Ein weiterer Vorteil ist die Datenerhebung: Im besten Fall kannst du auf Daten deines Arbeitgebers zurückgreifen oder finanziell von diesem bei der Datenerhebung unterstützt werden. Promovierende am Lehrstuhl müssen häufig viel Zeit in Forschungsanträge stecken oder die Doktoreltern mit Vorstudien überzeugen, bevor sie Mittel für die Datenerhebung bekommen.

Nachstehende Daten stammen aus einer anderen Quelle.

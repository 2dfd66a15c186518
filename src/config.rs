//! Engine policies and the serde-facing shape of a rule base definition.

use serde::{Deserialize, Serialize};

use crate::error::ConfigurationError;
use crate::inference::{compile, CompiledSystem};
use crate::rules::RuleSpec;
use crate::terms::Shape;
use crate::variable::Role;

/// What to do with a crisp input outside its variable's universe.
#[derive(Clone, Copy, Debug, Default, PartialEq, Eq, Serialize, Deserialize)]
#[serde(rename_all = "snake_case")]
pub enum RangePolicy {
    /// Clamp to the nearest bound and report a warning.
    #[default]
    Clamp,
    /// Fail the call.
    Strict,
}

/// What to report for an output whose aggregated set has zero mass.
#[derive(Clone, Copy, Debug, Default, PartialEq, Eq, Serialize, Deserialize)]
#[serde(rename_all = "snake_case")]
pub enum UndefinedPolicy {
    /// Report the midpoint of the output universe.
    #[default]
    Midpoint,
    /// Fail the call.
    Error,
}

#[derive(Clone, Copy, Debug, Default, PartialEq, Eq, Serialize, Deserialize)]
#[serde(default)]
pub struct EngineConfig {
    pub range_policy: RangePolicy,
    pub undefined_policy: UndefinedPolicy,
}

impl EngineConfig {
    pub fn strict() -> Self {
        Self {
            range_policy: RangePolicy::Strict,
            undefined_policy: UndefinedPolicy::Error,
        }
    }
}

#[derive(Clone, Debug, PartialEq, Serialize, Deserialize)]
pub struct VariableSpec {
    pub name: String,
    pub role: Role,
    pub min: f64,
    pub max: f64,
    pub resolution: f64,
}

impl VariableSpec {
    pub fn input(name: impl Into<String>, min: f64, max: f64, resolution: f64) -> Self {
        Self {
            name: name.into(),
            role: Role::Input,
            min,
            max,
            resolution,
        }
    }

    pub fn output(name: impl Into<String>, min: f64, max: f64, resolution: f64) -> Self {
        Self {
            name: name.into(),
            role: Role::Output,
            min,
            max,
            resolution,
        }
    }
}

#[derive(Clone, Debug, PartialEq, Serialize, Deserialize)]
pub struct MembershipSpec {
    pub variable: String,
    pub term: String,
    pub shape: Shape,
}

impl MembershipSpec {
    pub fn new(variable: impl Into<String>, term: impl Into<String>, shape: Shape) -> Self {
        Self {
            variable: variable.into(),
            term: term.into(),
            shape,
        }
    }
}

/// A complete rule base definition as an external loader would supply it.
#[derive(Clone, Debug, Default, PartialEq, Serialize, Deserialize)]
pub struct SystemSpec {
    pub variables: Vec<VariableSpec>,
    #[serde(default)]
    pub memberships: Vec<MembershipSpec>,
    #[serde(default)]
    pub rules: Vec<RuleSpec>,
    #[serde(default)]
    pub config: EngineConfig,
}

impl SystemSpec {
    pub fn compile(&self) -> Result<CompiledSystem, ConfigurationError> {
        compile(&self.variables, &self.memberships, &self.rules, self.config)
    }
}

#[cfg(test)]
mod tests {
    use super::*;

    #[test]
    fn test_config_defaults() {
        let config: EngineConfig = serde_json::from_str("{}").unwrap();

        assert_eq!(config, EngineConfig::default());
        assert_eq!(config.range_policy, RangePolicy::Clamp);
        assert_eq!(config.undefined_policy, UndefinedPolicy::Midpoint);

        let config: EngineConfig = serde_json::from_str(r#"{"range_policy": "strict"}"#).unwrap();

        assert_eq!(config.range_policy, RangePolicy::Strict);
        assert_eq!(config.undefined_policy, UndefinedPolicy::Midpoint);
    }

    #[test]
    fn test_system_spec_compiles() {
        let json = r#"{
            "variables": [
                {"name": "temperature", "role": "input", "min": 0, "max": 40, "resolution": 1},
                {"name": "fan", "role": "output", "min": 0, "max": 10, "resolution": 0.5}
            ],
            "memberships": [
                {"variable": "temperature", "term": "hot", "shape": {"kind": "trapezoidal", "a": 25, "b": 32, "c": 40, "d": 40}},
                {"variable": "fan", "term": "fast", "shape": {"kind": "triangular", "a": 5, "b": 10, "c": 10}}
            ],
            "rules": [
                {
                    "antecedent": {"is": {"variable": "temperature", "term": "hot"}},
                    "consequent": {"variable": "fan", "term": "fast"}
                }
            ]
        }"#;
        let spec: SystemSpec = serde_json::from_str(json).unwrap();
        let system = spec.compile().unwrap();

        assert_eq!(system.rule_labels().collect::<Vec<_>>(), vec!["R1"]);
        assert_eq!(system.config(), EngineConfig::default());
    }
}
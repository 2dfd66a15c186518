//! The Mamdani operator set: min t-norm, max s-norm, standard complement,
//! correlation-minimum implication and max aggregation.

/// Fuzzy AND
#[inline]
pub fn t_norm(u: f64, v: f64) -> f64 {
    f64::min(u, v)
}

/// Fuzzy OR
#[inline]
pub fn s_norm(u: f64, v: f64) -> f64 {
    f64::max(u, v)
}

/// Fuzzy NOT
#[inline]
pub fn complement(u: f64) -> f64 {
    1. - u
}

/// Clips a sampled consequent shape at `strength`.
pub fn implication(consequent: &[f64], strength: f64) -> impl Iterator<Item = f64> + '_ {
    consequent.iter().map(move |&mu| t_norm(mu, strength))
}

/// Folds one implied set into the running union, sample by sample.
pub fn aggregate_into(aggregate: &mut [f64], implied: impl IntoIterator<Item = f64>) {
    for (agg, mu) in aggregate.iter_mut().zip(implied) {
        *agg = s_norm(*agg, mu);
    }
}
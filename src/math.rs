use num::Float;

/// Center of gravity of a sampled fuzzy set: `Σ(y·μ(y)) / Σμ(y)`.
///
/// Returns `None` when the set carries no mass, in which case the centroid is
/// undefined and the caller decides what to report.
pub(crate) fn centroid<F: Float>(universe: &[F], membership: &[F]) -> Option<F> {
    debug_assert_eq!(universe.len(), membership.len());

    let (num, den) = universe
        .iter()
        .zip(membership)
        .fold((F::zero(), F::zero()), |(num, den), (&y, &mu)| (num + y * mu, den + mu));

    if den > F::zero() {
        Some(num / den)
    } else {
        None
    }
}

#[cfg(test)]
mod tests {
    use super::*;

    #[test]
    fn test_centroid_symmetric() {
        let ys = [0., 1., 2., 3., 4.];
        let mu = [0., 0.5, 1., 0.5, 0.];

        assert_eq!(centroid(&ys, &mu), Some(2.));
    }

    #[test]
    fn test_centroid_weighted() {
        let ys = [0., 10.];
        let mu = [1., 3.];

        assert_eq!(centroid(&ys, &mu), Some(7.5));
    }

    #[test]
    fn test_centroid_empty_mass() {
        let ys = [0., 1., 2.];
        let mu = [0., 0., 0.];

        assert_eq!(centroid(&ys, &mu), None);
        assert_eq!(centroid::<f64>(&[], &[]), None);
    }
}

Ein dritter Vorteil besteht im Gehalt und den Karrieremöglichkeiten: Du sammelst nicht nur bereits Berufserfahrung und verdienst oft mehr als bei einer Anstellung an einer Universität, sondern kannst auch nach der Promotion mit einem Gehaltsplus von rund 20 Prozent rechnen. Bestimmte Positionen, wie eine Fachhochschulprofessur, kommen sogar ausschließlich mit einer Promotion und mindestens fünfjähriger Berufstätigkeit in Frage.
Gibt es denn auch Nachteile?
Natürlich gibt es auch Nachteile. Beispielsweise ist die Doppelbelastung aus Arbeit und Promotion nicht für alle Lebenslagen geeignet. Außerdem kann berufsbegleitendes Promovieren mit vielen Ortswechseln verbunden sein, da die Doktoreltern und das Unternehmen oft nicht in der gleichen Stadt verortet sind.
An der Uni bist du zudem kein richtiger Promovierender, da du extern angestellt bist und kannst somit häufig nicht auf alle Angebote zugreifen. Und auch im Unternehmen bist du der Exot, da du noch promovierst. Ein Teil beider Welten zu sein, kann demnach auch bedeuten, überall zwischen den Stühlen zu sitzen.